══ INPUT MATERIAL
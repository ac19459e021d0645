use std::path::{Path, PathBuf};

use globwalk::GlobWalkerBuilder;
use serde::{Deserialize, Serialize};
use thiserror::Error;

pub mod archive;
pub mod billing;
pub mod config;
pub mod extract;
pub mod normalize;
pub mod observer;
pub mod ocr;
pub mod pdf;
pub mod pipeline;
pub mod raster;
pub mod report;
pub mod split;
pub mod workspace;

pub use archive::{archive_dir, ArchiveError, ARCHIVE_NAME};
pub use billing::BillingDetector;
pub use config::{load_config, parse_config, ConfigError, RenameConfig};
pub use extract::{extract, ReferenceNumber};
pub use normalize::normalize;
pub use observer::{Event, JsonLinesObserver, Observer, RecordingObserver};
pub use ocr::{OcrEngine, OcrError, TesseractEngine};
pub use pdf::{CopyError, LopdfCopier, PdfCopier};
pub use pipeline::{InputDocument, Pipeline, PipelineError, PipelineOptions};
pub use raster::{CropBox, PdftoppmRasterizer, RasterError, Rasterizer};
pub use report::{emit_report, BatchOutcome, RenameResult, UnitFailure};
pub use split::{plan_chunks, SplitChunk, Splitter};
pub use workspace::{Workspace, WorkspaceError};

#[derive(Debug, Clone, Serialize, Deserialize, PartialEq, Eq)]
pub struct DepsResult {
    pub ok: bool,
    pub missing: Vec<String>,
}

/// Check the external tools the pipeline shells out to.
/// Both `pdftoppm` (Poppler) and `tesseract` are required.
pub fn check_deps() -> DepsResult {
    let missing: Vec<String> = ["pdftoppm", "tesseract"]
        .into_iter()
        .filter(|tool| which::which(tool).is_err())
        .map(String::from)
        .collect();
    DepsResult { ok: missing.is_empty(), missing }
}

/// Install hint for missing tools, empty when nothing is missing.
pub fn install_help_for(missing: &[String]) -> String {
    let mut pkgs: Vec<&str> = Vec::new();
    if missing.iter().any(|m| m == "pdftoppm") {
        pkgs.push("poppler-utils");
    }
    if missing.iter().any(|m| m == "tesseract") {
        pkgs.push("tesseract-ocr");
        pkgs.push("tesseract-ocr-ind");
    }

    if pkgs.is_empty() {
        return String::new();
    }

    format!("Dependency missing. Install via Nala:\n  sudo nala install {}", pkgs.join(" "))
}

#[derive(Debug, Error)]
pub enum EnumerateError {
    #[error("NoFilesFound")]
    NoFilesFound { guidance: String },
}

/// Expand input patterns into a sorted, de-duplicated list of PDF files.
/// Entries naming an existing file are taken as-is; everything else is a glob.
pub fn enumerate_pdfs<S: AsRef<str>>(patterns: &[S]) -> Result<Vec<PathBuf>, EnumerateError> {
    let mut paths: Vec<PathBuf> = Vec::new();
    for pattern in patterns {
        let pattern = pattern.as_ref();
        let direct = Path::new(pattern);
        if direct.is_file() {
            paths.push(direct.to_path_buf());
            continue;
        }
        let (base, pat) = split_glob_base(pattern);
        let walker = match GlobWalkerBuilder::from_patterns(&base, &[pat.as_str()])
            .case_insensitive(true)
            .follow_links(false)
            .build()
        {
            Ok(w) => w,
            Err(_) => continue,
        };
        paths.extend(walker.filter_map(|e| e.ok()).map(|e| e.path().to_path_buf()));
    }

    paths.retain(|p| p.is_file());
    paths.sort();
    paths.dedup();

    if paths.is_empty() {
        return Err(EnumerateError::NoFilesFound { guidance: input_guidance() });
    }
    Ok(paths)
}

/// Split a glob into the literal directory prefix to walk from and the
/// remaining pattern, e.g. `/data/in/**/*.pdf` -> (`/data/in`, `**/*.pdf`).
fn split_glob_base(pattern: &str) -> (PathBuf, String) {
    let is_glob = |c: &str| c.contains(['*', '?', '[', '{']);
    let components: Vec<&str> = pattern.split('/').collect();
    let literal = components[..components.len().saturating_sub(1)]
        .iter()
        .take_while(|c| !is_glob(c))
        .count();
    let mut base = components[..literal].join("/");
    if base.is_empty() {
        base = if pattern.starts_with('/') { "/".to_string() } else { ".".to_string() };
    }
    (PathBuf::from(base), components[literal..].join("/"))
}

fn input_guidance() -> String {
    let guide = r#"Tidak ada PDF yang cocok dengan pola input.
Letakkan hasil scan STP di ./input/ (mis. ./input/scan-01.pdf)
atau berikan path/pola secara langsung: nomor-rename "scans/**/*.pdf""#;
    guide.to_string()
}
use std::fmt;

use once_cell::sync::Lazy;
use regex::Regex;
use serde::{Deserialize, Serialize};

/// Fuzzy "NOMOR" anchor followed by the numeric grammar. The second and fourth
/// letters tolerate the O/0 confusion; after normalization they are always `0`.
static NOMOR_PATTERN: Lazy<Regex> = Lazy::new(|| {
    Regex::new(r"(?i)(?:N[O0]M[O0]R)[\s:]*([0-9]{4,6}(?:[/|.][0-9]{1,5}){4})").unwrap()
});

static CANONICAL: Lazy<Regex> =
    Lazy::new(|| Regex::new(r"^[0-9]{4,6}(?:\.[0-9]{1,5}){4}$").unwrap());

/// A reference number in canonical dotted form, e.g. `12345.6.789.01.2345`.
#[derive(Debug, Clone, PartialEq, Eq, Hash, Serialize, Deserialize)]
#[serde(try_from = "String", into = "String")]
pub struct ReferenceNumber(String);

impl ReferenceNumber {
    /// Accepts `/`, `|` or `.` separated input and returns the dotted form,
    /// or `None` when the grouping is wrong.
    pub fn parse(raw: &str) -> Option<Self> {
        let dotted = raw.replace(['/', '|'], ".");
        if CANONICAL.is_match(&dotted) {
            Some(Self(dotted))
        } else {
            None
        }
    }

    pub fn as_str(&self) -> &str {
        &self.0
    }

    pub fn groups(&self) -> impl Iterator<Item = &str> {
        self.0.split('.')
    }

    pub fn file_name(&self) -> String {
        format!("{}.pdf", self.0)
    }
}

impl fmt::Display for ReferenceNumber {
    fn fmt(&self, f: &mut fmt::Formatter<'_>) -> fmt::Result {
        f.write_str(&self.0)
    }
}

impl TryFrom<String> for ReferenceNumber {
    type Error = String;

    fn try_from(value: String) -> Result<Self, Self::Error> {
        Self::parse(&value).ok_or_else(|| format!("not a reference number: {}", value))
    }
}

impl From<ReferenceNumber> for String {
    fn from(value: ReferenceNumber) -> Self {
        value.0
    }
}

/// Locate the reference number in normalized OCR text.
/// The first anchor that is directly followed by a well-formed number wins.
pub fn extract(normalized: &str) -> Option<ReferenceNumber> {
    let caps = NOMOR_PATTERN.captures(normalized)?;
    ReferenceNumber::parse(caps.get(1)?.as_str())
}

#[cfg(test)]
mod tests {
    use super::*;

    #[test]
    fn parse_rejects_short_first_group() {
        assert!(ReferenceNumber::parse("123.45.6789.01.234").is_none());
        assert!(ReferenceNumber::parse("1234.45.6789.01").is_none());
    }

    #[test]
    fn parse_normalizes_separators() {
        let r = ReferenceNumber::parse("1234|5/6.7/8").unwrap();
        assert_eq!(r.as_str(), "1234.5.6.7.8");
        assert_eq!(r.groups().count(), 5);
    }

    #[test]
    fn serde_round_trip_enforces_invariant() {
        let r: ReferenceNumber = serde_json::from_str("\"1234.5.6.7.8\"").unwrap();
        assert_eq!(serde_json::to_string(&r).unwrap(), "\"1234.5.6.7.8\"");
        assert!(serde_json::from_str::<ReferenceNumber>("\"12.5\"").is_err());
    }
}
════
* [TASK REQUIREMENTS] Please report every line of the listing that contains the string "GlobWalkerBuilder".

* [OUTPUT FOR THIS TASK]
use globwalk::GlobWalkerBuilder;
        let walker = match GlobWalkerBuilder::from_patterns(&base, &[pat.as_str()])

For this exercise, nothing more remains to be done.